Exercise objective
Lines of the records that hold the word "Item" are to be counted; give the number and nothing more.

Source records

□ □ □

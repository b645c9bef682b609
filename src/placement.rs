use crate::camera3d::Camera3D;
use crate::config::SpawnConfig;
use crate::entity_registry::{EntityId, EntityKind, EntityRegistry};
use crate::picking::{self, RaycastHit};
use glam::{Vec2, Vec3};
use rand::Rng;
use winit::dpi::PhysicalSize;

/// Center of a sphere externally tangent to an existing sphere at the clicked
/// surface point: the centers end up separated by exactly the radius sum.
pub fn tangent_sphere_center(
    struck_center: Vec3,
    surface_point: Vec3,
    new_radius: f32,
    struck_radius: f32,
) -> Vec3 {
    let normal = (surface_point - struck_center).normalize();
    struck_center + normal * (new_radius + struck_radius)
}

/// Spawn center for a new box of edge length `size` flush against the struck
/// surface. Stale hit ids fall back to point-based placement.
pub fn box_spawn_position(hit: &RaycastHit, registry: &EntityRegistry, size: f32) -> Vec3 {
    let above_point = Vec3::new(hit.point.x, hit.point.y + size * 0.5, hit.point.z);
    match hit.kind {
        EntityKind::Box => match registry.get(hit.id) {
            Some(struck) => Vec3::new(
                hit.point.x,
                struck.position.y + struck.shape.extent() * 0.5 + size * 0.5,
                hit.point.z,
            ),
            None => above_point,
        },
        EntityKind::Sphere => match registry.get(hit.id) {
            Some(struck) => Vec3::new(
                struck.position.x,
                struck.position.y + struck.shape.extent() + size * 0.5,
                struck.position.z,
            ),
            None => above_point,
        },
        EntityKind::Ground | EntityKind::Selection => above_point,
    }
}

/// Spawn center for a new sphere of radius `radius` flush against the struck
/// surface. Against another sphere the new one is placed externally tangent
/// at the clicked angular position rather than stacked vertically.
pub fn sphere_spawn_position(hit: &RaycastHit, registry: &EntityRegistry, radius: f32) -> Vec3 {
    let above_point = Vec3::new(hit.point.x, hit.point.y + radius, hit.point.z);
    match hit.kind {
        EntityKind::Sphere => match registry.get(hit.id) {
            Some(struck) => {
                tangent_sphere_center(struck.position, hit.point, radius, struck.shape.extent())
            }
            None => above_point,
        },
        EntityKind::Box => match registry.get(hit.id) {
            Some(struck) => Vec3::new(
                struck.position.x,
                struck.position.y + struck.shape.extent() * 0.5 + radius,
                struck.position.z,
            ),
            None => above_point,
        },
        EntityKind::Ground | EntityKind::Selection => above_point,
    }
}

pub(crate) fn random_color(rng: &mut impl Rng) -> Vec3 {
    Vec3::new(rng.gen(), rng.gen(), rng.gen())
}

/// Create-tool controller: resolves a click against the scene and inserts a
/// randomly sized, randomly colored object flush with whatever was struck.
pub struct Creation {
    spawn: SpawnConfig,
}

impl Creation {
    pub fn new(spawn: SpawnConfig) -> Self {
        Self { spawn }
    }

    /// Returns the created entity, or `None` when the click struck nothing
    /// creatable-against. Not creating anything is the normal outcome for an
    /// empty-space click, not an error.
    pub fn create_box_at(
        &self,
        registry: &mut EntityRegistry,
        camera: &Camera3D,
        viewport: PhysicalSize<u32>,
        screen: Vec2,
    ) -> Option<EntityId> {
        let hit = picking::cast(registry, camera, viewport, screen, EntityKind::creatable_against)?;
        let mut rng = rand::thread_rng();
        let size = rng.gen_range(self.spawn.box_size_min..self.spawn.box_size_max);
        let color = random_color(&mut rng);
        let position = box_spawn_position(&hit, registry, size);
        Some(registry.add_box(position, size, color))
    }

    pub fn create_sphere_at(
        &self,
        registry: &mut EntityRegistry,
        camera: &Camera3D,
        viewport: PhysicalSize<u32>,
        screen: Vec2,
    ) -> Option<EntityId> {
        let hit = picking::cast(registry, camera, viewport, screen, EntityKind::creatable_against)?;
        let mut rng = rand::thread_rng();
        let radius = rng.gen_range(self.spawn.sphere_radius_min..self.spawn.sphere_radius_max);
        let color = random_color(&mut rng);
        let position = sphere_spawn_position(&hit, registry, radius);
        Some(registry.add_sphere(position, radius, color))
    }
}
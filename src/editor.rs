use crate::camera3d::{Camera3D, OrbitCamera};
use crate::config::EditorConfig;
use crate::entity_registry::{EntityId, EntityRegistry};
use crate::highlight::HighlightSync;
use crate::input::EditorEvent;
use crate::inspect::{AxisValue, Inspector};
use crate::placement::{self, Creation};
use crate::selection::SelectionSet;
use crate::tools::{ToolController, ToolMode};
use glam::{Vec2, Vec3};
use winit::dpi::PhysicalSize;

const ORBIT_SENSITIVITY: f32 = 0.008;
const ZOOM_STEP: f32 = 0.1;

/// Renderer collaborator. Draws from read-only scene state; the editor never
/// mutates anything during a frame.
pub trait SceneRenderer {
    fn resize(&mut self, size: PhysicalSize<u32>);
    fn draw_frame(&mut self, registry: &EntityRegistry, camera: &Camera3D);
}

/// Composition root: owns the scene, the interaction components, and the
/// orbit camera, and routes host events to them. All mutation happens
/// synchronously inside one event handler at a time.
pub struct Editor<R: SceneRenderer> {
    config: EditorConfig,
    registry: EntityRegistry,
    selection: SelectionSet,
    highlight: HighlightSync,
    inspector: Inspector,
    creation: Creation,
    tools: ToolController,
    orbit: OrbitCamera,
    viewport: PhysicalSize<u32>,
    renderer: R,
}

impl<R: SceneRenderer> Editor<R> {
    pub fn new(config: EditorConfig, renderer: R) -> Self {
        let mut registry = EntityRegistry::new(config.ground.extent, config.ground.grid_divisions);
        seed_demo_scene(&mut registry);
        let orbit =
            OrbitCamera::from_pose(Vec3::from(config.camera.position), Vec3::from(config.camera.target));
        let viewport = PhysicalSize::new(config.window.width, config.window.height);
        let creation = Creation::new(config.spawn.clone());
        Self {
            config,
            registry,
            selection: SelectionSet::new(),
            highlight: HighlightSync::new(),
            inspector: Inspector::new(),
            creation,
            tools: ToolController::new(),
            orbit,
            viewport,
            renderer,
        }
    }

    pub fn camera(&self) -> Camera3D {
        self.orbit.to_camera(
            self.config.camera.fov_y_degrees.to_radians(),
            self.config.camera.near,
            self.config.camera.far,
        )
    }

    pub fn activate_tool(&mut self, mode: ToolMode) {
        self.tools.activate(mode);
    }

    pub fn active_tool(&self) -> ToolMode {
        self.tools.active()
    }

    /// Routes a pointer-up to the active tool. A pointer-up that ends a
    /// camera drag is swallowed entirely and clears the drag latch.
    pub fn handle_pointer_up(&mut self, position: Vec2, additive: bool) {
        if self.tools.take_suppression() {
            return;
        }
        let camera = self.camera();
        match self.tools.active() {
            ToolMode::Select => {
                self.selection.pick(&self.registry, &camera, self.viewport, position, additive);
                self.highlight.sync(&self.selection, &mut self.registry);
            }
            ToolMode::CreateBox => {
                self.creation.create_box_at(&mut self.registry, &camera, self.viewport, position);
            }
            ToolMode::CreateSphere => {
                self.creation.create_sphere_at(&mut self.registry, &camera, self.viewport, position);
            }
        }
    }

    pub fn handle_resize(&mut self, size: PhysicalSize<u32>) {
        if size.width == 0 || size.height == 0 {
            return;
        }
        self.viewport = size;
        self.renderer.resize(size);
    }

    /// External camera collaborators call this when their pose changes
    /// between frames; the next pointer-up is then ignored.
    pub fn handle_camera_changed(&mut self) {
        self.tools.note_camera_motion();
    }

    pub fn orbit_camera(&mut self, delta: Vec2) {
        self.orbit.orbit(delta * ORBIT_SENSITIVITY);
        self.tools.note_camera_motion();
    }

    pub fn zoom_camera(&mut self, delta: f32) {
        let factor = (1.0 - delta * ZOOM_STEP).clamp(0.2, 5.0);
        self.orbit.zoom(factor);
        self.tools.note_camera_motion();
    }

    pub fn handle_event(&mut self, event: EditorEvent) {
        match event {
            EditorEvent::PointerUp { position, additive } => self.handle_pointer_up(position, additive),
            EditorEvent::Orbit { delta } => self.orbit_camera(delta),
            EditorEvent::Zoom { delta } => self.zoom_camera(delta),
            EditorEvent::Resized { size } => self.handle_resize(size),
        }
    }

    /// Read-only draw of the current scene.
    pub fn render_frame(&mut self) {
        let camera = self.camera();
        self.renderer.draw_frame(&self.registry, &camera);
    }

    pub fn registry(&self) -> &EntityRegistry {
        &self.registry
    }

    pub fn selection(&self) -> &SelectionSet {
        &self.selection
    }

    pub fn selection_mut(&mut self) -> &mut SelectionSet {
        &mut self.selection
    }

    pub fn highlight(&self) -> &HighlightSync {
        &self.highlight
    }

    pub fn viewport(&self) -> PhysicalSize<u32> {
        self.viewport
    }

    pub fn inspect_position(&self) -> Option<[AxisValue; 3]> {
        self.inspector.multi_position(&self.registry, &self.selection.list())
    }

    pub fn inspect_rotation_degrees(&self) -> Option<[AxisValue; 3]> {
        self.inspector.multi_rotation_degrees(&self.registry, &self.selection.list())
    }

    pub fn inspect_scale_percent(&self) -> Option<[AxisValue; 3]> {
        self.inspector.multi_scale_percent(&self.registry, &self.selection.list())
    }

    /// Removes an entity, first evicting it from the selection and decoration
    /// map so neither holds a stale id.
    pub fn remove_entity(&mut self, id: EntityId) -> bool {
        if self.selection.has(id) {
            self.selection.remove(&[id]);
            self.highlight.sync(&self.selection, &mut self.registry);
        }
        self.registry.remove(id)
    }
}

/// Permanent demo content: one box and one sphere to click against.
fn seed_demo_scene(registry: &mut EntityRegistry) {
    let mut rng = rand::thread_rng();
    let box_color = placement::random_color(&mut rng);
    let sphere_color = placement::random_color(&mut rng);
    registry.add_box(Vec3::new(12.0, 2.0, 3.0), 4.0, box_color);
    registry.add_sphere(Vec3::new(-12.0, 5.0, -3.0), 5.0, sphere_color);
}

□ □ □

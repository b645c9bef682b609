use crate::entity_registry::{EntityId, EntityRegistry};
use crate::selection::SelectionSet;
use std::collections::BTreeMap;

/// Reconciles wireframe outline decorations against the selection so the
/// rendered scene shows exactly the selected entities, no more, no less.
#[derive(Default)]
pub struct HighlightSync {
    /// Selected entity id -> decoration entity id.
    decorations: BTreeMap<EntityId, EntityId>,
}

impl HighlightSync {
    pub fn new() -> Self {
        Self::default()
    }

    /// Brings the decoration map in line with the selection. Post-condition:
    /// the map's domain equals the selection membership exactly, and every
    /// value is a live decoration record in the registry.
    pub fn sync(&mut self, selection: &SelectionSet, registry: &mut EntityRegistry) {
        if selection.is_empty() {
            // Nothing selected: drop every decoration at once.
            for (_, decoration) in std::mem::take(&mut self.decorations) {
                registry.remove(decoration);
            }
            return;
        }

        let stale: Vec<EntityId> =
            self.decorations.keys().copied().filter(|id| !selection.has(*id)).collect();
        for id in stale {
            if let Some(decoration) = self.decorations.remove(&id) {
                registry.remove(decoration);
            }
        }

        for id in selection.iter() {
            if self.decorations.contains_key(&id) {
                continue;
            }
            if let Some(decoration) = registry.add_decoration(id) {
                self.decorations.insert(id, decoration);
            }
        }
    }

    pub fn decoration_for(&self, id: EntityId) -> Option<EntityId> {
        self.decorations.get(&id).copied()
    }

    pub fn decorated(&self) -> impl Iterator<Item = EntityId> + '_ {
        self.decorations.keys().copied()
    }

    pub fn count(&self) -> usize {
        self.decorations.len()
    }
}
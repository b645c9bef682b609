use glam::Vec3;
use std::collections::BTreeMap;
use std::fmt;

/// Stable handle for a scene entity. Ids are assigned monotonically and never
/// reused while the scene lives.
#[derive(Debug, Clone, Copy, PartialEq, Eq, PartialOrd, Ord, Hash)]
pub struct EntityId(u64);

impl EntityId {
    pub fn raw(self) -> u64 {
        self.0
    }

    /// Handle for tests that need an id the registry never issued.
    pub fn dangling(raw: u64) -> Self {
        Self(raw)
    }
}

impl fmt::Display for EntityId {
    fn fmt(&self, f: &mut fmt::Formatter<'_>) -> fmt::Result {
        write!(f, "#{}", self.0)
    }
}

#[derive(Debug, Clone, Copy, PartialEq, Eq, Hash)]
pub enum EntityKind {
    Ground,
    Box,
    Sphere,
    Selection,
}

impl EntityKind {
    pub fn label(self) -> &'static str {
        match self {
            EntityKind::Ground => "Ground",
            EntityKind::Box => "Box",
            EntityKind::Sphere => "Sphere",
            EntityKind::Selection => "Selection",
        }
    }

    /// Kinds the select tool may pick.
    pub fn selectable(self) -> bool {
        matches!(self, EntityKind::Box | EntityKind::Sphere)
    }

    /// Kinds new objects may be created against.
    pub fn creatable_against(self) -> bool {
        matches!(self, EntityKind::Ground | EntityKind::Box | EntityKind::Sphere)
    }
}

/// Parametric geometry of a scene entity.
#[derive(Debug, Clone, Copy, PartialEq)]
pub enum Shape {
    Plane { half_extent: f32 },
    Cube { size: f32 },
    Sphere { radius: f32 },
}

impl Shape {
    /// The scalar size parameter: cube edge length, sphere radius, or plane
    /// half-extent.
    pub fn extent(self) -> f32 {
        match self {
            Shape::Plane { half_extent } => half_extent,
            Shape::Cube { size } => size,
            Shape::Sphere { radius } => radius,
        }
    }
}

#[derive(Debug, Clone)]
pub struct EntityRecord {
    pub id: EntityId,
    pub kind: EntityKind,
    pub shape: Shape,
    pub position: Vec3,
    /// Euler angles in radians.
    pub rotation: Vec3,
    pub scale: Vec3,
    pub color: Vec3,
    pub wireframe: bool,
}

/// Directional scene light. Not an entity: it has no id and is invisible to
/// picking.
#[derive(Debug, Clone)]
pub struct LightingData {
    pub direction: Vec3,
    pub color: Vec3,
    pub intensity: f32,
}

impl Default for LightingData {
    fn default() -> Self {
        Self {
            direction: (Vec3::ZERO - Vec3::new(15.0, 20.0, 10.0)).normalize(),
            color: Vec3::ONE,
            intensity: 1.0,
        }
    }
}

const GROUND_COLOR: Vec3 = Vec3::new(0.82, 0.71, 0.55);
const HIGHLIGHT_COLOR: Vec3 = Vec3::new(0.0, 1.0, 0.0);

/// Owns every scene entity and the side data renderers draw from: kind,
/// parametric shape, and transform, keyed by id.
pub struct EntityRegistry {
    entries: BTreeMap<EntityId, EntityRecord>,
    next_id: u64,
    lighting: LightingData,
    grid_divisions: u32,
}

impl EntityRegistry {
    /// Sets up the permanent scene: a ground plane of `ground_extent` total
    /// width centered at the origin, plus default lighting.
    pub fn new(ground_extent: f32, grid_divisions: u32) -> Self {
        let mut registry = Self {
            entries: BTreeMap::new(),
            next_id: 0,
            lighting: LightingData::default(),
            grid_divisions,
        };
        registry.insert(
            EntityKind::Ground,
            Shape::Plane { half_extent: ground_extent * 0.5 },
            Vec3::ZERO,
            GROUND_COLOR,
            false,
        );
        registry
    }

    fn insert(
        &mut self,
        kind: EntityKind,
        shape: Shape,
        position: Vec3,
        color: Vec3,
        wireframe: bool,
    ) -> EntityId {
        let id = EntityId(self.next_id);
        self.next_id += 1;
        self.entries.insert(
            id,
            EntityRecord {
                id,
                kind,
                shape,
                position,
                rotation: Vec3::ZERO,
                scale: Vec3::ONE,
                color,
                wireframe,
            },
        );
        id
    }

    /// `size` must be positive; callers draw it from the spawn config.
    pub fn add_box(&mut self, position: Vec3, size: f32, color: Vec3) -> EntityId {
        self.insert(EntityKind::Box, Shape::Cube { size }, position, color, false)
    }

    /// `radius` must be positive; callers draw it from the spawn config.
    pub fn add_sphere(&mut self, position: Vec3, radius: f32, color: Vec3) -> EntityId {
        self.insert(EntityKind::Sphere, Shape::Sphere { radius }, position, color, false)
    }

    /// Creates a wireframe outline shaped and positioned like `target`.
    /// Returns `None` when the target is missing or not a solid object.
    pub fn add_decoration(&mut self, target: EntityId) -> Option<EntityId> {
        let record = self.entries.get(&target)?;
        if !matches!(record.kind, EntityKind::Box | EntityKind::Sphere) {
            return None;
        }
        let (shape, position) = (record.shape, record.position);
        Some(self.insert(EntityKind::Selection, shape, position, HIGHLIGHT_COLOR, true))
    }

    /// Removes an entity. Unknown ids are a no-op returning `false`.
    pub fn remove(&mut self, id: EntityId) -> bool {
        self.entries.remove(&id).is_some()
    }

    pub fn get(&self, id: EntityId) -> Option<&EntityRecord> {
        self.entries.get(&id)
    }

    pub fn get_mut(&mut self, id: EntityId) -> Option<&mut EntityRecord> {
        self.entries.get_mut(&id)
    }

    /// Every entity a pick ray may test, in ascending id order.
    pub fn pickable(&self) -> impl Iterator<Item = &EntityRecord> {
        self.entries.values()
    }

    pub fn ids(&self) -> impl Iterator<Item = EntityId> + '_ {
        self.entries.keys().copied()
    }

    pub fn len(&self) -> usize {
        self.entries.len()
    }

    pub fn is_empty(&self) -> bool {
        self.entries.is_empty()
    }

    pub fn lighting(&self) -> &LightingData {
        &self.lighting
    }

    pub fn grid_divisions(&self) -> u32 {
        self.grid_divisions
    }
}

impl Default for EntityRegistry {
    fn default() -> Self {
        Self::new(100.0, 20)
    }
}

□ □ □

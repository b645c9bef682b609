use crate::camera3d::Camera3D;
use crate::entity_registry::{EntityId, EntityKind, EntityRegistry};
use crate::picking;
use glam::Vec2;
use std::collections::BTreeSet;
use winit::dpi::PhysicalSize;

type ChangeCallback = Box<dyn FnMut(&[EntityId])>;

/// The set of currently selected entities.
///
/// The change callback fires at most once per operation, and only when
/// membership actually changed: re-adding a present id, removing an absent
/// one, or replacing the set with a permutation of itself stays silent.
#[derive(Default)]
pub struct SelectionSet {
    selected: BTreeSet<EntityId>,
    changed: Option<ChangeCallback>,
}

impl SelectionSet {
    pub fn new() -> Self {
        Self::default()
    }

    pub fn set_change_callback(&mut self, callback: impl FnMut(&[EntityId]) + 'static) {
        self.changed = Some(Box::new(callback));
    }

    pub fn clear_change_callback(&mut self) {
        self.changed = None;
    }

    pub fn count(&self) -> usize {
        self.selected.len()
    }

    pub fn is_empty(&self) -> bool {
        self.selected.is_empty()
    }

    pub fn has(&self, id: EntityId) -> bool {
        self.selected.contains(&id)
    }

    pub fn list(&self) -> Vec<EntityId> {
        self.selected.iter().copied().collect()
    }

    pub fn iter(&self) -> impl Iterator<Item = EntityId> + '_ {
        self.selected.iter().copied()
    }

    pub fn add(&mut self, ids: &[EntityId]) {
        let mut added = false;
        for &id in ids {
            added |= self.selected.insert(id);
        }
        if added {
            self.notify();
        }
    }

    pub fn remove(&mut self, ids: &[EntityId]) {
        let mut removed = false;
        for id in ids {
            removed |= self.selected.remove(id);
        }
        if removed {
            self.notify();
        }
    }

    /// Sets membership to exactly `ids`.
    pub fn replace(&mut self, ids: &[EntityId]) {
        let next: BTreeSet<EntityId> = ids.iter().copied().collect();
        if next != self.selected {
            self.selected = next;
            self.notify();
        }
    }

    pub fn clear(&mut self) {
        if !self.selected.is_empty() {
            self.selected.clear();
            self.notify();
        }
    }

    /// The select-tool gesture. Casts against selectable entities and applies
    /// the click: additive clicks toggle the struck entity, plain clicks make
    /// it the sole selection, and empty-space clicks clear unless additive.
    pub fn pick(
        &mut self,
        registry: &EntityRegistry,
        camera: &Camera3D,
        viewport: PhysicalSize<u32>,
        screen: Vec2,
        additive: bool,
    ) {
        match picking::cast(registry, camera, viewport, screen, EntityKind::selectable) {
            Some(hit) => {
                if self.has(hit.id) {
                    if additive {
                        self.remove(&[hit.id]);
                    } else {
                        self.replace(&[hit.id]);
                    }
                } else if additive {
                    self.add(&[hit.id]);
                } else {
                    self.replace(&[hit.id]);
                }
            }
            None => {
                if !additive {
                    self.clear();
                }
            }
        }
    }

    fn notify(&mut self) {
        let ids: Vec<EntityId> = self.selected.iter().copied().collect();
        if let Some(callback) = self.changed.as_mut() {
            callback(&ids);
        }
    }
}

□ □ □

Answer to the problem
4